= The problem =
When you have gone through the records, report how many lines include "repository", giving the number and nothing more.

= Excerpts from a dataset =
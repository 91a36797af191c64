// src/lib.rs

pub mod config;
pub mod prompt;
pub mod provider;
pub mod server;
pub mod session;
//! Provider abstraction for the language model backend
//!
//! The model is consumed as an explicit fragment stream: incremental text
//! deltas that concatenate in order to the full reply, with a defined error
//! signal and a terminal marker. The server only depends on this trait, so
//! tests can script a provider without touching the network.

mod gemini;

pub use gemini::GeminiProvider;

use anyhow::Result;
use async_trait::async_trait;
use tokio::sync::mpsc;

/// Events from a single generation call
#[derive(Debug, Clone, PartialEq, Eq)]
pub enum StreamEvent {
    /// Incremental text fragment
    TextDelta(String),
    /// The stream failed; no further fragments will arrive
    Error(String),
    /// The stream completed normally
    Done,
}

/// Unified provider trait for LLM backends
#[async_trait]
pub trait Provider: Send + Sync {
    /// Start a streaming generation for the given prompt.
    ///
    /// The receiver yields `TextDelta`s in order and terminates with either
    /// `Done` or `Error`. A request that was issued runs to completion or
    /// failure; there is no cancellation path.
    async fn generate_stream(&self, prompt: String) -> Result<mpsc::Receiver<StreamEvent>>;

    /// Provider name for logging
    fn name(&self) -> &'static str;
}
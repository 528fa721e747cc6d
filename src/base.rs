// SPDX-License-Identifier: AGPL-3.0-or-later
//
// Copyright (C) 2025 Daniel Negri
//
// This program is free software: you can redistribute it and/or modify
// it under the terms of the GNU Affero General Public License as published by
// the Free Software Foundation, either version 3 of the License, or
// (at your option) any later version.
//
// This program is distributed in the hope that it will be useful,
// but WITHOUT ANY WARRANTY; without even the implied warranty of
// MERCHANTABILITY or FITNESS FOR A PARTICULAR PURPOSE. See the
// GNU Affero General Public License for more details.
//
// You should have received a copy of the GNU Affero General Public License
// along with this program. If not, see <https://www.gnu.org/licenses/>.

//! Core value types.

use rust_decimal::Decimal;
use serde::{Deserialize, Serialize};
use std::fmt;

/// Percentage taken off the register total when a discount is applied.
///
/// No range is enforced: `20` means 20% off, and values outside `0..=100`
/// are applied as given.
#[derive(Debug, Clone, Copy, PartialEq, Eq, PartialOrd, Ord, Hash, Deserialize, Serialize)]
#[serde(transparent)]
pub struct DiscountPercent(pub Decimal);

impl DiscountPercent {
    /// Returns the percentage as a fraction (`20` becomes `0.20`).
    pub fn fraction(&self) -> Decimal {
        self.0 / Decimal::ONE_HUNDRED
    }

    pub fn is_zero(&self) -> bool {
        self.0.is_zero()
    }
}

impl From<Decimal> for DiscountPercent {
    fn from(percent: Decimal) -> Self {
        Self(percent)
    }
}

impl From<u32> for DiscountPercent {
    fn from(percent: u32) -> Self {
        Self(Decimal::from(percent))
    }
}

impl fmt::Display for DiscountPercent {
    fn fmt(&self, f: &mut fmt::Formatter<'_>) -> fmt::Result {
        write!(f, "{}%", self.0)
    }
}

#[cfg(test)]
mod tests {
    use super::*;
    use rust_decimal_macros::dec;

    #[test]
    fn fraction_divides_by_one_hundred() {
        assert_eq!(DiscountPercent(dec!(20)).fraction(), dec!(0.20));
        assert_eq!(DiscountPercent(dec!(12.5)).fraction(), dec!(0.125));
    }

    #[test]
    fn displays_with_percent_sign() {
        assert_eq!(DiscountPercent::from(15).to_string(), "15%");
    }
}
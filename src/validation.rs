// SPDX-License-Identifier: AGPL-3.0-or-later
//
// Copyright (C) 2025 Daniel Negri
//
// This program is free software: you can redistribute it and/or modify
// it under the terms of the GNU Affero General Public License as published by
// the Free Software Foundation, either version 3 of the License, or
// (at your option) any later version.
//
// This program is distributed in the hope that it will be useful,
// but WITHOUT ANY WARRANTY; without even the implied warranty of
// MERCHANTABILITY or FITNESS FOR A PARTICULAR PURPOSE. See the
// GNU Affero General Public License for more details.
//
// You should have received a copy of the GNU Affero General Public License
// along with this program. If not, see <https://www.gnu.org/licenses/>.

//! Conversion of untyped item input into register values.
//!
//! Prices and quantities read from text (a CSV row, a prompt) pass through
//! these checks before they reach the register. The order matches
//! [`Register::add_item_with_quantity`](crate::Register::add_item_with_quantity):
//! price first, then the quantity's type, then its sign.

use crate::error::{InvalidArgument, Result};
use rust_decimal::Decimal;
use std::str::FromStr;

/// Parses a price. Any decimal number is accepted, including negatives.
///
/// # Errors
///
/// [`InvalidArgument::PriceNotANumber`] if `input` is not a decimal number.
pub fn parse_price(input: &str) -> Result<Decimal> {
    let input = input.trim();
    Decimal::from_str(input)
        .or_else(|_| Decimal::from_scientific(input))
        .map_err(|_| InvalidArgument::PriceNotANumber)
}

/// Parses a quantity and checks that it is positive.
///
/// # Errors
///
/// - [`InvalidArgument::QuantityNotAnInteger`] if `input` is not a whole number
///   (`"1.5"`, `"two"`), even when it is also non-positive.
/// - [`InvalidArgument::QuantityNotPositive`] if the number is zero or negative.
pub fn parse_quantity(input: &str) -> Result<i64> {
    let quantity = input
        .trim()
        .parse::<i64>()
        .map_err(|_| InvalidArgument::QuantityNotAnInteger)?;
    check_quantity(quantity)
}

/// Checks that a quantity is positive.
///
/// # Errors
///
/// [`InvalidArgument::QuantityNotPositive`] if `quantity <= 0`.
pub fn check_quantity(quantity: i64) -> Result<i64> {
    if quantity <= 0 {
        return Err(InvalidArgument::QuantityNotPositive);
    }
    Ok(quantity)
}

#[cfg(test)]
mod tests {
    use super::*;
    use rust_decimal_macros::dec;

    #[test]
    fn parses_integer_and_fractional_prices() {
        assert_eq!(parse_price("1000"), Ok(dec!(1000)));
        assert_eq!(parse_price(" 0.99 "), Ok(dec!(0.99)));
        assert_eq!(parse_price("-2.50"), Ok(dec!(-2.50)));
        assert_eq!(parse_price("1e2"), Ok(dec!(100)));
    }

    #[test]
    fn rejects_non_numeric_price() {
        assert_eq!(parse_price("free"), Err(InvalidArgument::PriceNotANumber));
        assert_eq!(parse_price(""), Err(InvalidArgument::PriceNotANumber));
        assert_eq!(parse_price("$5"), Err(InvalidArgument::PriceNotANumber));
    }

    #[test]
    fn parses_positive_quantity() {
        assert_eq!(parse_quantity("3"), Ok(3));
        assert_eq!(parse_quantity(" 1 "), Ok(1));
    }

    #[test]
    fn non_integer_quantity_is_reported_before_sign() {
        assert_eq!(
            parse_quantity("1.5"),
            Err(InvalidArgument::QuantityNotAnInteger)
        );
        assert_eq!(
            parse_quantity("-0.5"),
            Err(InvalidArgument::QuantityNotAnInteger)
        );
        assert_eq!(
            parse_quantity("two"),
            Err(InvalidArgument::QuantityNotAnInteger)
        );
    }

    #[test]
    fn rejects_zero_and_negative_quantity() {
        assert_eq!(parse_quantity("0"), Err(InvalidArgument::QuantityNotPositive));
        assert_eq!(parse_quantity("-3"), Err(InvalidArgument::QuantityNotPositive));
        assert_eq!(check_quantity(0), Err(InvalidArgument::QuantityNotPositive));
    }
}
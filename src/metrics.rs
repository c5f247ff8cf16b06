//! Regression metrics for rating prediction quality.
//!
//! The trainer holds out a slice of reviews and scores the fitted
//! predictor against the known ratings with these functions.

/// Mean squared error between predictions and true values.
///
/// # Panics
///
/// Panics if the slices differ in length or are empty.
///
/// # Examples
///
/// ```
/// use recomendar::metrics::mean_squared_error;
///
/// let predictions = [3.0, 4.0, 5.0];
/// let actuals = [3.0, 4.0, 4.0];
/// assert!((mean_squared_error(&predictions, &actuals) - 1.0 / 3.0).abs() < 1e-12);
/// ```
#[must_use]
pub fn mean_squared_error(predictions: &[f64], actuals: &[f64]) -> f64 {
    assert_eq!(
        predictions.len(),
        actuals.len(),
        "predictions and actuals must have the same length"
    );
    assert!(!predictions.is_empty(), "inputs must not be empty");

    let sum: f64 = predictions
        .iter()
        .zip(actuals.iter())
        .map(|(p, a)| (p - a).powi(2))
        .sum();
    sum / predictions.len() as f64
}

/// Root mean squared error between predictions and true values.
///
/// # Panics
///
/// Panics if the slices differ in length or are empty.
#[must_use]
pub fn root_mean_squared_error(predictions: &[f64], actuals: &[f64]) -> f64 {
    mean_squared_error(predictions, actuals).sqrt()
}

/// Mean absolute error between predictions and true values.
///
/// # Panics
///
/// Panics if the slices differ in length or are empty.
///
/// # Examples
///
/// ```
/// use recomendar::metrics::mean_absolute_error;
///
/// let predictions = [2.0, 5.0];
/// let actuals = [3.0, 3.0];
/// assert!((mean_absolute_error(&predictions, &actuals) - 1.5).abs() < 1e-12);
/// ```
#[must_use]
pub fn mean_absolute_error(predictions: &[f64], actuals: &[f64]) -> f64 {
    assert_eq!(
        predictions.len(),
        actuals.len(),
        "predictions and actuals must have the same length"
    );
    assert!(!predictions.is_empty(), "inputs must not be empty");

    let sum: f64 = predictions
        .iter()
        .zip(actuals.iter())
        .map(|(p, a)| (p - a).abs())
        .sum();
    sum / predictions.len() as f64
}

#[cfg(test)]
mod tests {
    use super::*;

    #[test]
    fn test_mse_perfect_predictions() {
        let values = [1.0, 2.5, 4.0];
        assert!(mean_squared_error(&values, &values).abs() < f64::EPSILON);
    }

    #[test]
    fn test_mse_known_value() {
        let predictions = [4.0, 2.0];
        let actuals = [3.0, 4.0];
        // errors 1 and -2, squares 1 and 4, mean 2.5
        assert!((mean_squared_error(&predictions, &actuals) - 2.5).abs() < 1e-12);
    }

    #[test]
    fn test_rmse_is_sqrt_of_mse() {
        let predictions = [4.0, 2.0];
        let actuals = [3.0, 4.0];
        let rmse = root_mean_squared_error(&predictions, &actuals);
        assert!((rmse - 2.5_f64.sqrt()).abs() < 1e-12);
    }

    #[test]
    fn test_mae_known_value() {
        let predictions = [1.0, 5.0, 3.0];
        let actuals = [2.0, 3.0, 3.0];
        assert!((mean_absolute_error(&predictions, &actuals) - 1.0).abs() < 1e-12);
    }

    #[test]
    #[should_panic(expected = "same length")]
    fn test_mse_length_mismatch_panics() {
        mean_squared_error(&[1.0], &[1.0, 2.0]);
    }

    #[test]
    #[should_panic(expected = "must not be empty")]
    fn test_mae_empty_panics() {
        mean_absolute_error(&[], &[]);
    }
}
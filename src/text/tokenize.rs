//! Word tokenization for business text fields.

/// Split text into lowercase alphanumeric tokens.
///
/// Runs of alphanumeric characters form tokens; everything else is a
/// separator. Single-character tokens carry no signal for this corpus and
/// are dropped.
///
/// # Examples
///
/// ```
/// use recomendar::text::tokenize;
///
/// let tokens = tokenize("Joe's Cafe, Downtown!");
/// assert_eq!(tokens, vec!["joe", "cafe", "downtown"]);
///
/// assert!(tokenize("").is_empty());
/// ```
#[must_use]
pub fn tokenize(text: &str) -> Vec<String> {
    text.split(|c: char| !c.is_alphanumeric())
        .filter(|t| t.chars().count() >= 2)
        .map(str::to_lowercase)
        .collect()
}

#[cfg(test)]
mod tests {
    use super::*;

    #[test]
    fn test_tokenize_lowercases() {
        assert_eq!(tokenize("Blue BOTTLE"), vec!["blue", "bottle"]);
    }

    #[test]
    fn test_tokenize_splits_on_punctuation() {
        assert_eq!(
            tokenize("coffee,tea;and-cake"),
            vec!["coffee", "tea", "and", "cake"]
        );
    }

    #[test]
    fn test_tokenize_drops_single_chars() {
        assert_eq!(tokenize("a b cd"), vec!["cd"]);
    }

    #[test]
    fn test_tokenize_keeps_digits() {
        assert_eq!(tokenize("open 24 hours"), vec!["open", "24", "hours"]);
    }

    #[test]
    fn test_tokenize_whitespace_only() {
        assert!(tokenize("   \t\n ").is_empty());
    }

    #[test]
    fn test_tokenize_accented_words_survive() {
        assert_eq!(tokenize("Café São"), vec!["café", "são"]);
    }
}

...

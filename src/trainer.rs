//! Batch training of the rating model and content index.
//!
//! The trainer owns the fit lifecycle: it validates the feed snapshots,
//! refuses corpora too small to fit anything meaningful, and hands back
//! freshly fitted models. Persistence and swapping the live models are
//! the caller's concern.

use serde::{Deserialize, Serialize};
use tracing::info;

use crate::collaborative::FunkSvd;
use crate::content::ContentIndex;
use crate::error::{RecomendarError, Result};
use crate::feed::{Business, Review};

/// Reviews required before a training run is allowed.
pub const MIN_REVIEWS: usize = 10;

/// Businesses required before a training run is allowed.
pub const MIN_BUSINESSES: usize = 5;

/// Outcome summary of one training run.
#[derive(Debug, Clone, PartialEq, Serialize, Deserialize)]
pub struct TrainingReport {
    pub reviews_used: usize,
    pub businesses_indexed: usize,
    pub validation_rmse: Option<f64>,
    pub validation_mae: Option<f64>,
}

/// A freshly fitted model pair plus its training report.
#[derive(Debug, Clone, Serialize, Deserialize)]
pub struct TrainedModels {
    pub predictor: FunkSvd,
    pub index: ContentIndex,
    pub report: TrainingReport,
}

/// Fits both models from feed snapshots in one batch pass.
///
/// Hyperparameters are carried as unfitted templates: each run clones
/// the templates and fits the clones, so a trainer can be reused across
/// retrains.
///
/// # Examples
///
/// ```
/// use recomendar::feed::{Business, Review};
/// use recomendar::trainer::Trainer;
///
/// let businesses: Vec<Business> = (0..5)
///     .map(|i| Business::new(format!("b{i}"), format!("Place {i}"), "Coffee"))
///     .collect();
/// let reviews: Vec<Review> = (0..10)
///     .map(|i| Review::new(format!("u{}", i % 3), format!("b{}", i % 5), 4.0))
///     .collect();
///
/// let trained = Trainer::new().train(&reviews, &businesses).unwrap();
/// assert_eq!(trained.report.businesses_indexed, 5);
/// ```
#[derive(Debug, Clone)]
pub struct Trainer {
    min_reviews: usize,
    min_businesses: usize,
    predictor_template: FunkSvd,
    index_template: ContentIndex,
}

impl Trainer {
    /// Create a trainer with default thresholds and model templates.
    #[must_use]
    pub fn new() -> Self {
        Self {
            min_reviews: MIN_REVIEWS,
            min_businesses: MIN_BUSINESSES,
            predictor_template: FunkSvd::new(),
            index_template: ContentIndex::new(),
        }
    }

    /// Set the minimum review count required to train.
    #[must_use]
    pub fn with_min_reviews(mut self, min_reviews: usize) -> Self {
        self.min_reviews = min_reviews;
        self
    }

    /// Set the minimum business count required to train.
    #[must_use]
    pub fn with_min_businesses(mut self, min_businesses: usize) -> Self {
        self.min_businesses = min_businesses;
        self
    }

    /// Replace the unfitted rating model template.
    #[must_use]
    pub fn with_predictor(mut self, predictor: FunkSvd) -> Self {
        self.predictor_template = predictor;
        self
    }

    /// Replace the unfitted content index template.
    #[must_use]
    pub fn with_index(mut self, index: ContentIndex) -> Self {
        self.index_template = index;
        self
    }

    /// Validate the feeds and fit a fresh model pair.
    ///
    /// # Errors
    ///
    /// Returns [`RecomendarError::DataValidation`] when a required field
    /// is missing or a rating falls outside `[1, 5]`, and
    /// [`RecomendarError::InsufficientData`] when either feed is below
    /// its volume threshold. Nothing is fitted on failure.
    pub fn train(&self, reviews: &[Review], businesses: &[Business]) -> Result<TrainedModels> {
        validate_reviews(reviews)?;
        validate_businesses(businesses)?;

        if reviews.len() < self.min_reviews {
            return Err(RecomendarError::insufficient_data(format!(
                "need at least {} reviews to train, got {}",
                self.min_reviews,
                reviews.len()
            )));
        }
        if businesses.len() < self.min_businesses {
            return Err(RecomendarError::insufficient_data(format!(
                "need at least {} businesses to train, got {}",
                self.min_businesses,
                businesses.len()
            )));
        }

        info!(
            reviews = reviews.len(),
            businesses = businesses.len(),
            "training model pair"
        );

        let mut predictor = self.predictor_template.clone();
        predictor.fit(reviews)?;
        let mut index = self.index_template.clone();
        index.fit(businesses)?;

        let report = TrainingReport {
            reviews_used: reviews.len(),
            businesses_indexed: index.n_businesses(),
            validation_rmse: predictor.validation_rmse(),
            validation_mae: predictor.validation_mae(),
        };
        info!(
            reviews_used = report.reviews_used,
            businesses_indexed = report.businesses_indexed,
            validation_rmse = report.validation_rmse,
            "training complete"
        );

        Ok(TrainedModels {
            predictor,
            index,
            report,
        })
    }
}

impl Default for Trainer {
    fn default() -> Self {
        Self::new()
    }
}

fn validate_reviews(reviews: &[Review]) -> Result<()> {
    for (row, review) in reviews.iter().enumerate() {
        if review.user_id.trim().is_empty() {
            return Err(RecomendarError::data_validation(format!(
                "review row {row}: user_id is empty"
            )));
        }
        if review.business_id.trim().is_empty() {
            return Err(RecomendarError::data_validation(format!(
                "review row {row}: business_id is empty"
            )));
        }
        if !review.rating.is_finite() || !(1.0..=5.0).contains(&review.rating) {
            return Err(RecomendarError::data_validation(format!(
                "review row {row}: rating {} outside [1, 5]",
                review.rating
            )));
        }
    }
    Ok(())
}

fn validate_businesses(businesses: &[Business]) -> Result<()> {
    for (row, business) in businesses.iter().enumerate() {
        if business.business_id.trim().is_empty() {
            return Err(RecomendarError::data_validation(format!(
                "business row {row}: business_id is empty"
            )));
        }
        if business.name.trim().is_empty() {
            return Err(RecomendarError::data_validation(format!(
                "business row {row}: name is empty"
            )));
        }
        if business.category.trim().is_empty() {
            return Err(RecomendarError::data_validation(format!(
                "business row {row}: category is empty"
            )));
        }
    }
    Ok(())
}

= Result below =
3